Many people have been critical of the Wisconsin Foxconn deal, claiming it was just a stunt by the company to get the Trump Administration off its back about trade imbalances, and thus stave off possible tariffs. These critics are proven wrong. It was not a stunt. It's for real.

Foxconn has settled on a location in Racine County, Wisconsin. Foxconn to locate Wisconsin plant in Mount Pleasant, Chicago Tribune (Oct. 4, 2017); Foxconn Building in Mount Pleasant, Racine County Eye (Oct. 4, 2017).

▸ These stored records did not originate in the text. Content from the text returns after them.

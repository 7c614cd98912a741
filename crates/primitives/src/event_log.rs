//! EventLog: Immutable append-only event stream primitive
//!
//! ## Design Principles
//!
//! 1. **Single-Writer-Ordered**: All appends serialize through CAS on metadata key.
//!    Parallel append is NOT supported - event ordering must be total within a run.
//!
//! 2. **Causal Hash Chaining**: Each event includes hash of previous event.
//!    Provides tamper-evidence within process, NOT cryptographic security.
//!
//! 3. **Append-Only**: No update or delete operations - events are immutable.
//!
//! ## Hash Chain
//!
//! The hash chain provides tamper-evidence within process boundary, NOT
//! cryptographic security. Uses `DefaultHasher` padded to 32 bytes for
//! future SHA-256 upgrade path.
//!
//! ## Key Design
//!
//! - TypeTag: Event (0x02)
//! - Event key: `<namespace>:<TypeTag::Event>:<sequence_be_bytes>`
//! - Metadata key: `<namespace>:<TypeTag::Event>:__meta__`

use crate::extensions::EventLogExt;
use in_mem_concurrency::TransactionContext;
use strata_core::error::Result;
use strata_core::types::{Key, Namespace, RunId};
use strata_core::value::Value;
use in_mem_engine::{Database, RetryConfig};
use serde::{Deserialize, Serialize};
use std::collections::hash_map::DefaultHasher;
use std::hash::{Hash, Hasher};
use std::sync::Arc;

/// An event in the log
#[derive(Debug, Clone, Serialize, Deserialize, PartialEq)]
pub struct Event {
    /// Sequence number (auto-assigned, monotonic per run)
    pub sequence: u64,
    /// Event type (user-defined category)
    pub event_type: String,
    /// Event payload (arbitrary data)
    pub payload: Value,
    /// Timestamp when event was appended (milliseconds since epoch)
    pub timestamp: i64,
    /// Hash of previous event (for chaining)
    pub prev_hash: [u8; 32],
    /// Hash of this event
    pub hash: [u8; 32],
}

Foxconn has started a massive hiring campaign for good paying, technological, jobs:
Foxconn Technology Group executives spent most of Monday at Marquette University as part of an extensive recruitment effort aimed at hiring thousands of employees for the company's planned $10 billion Racine County manufacturing complex.... The recruitment event, called “Foxconn Day,” was the first in a series of events by the manufacturing firm at universities and technical colleges across Wisconsin.
Foxconn Begins Recruitment of Thousands of Employees at Marquette, Wisconsin Business Journal (Oct. 10, 2017).

The Foxconn deal is an ongoing "win" for Scott Walker and the Wisconsin Republicans! More importantly, it will be a win for the thousands of people to be employed at Foxconn and countless ancillary companies because of Walker's success.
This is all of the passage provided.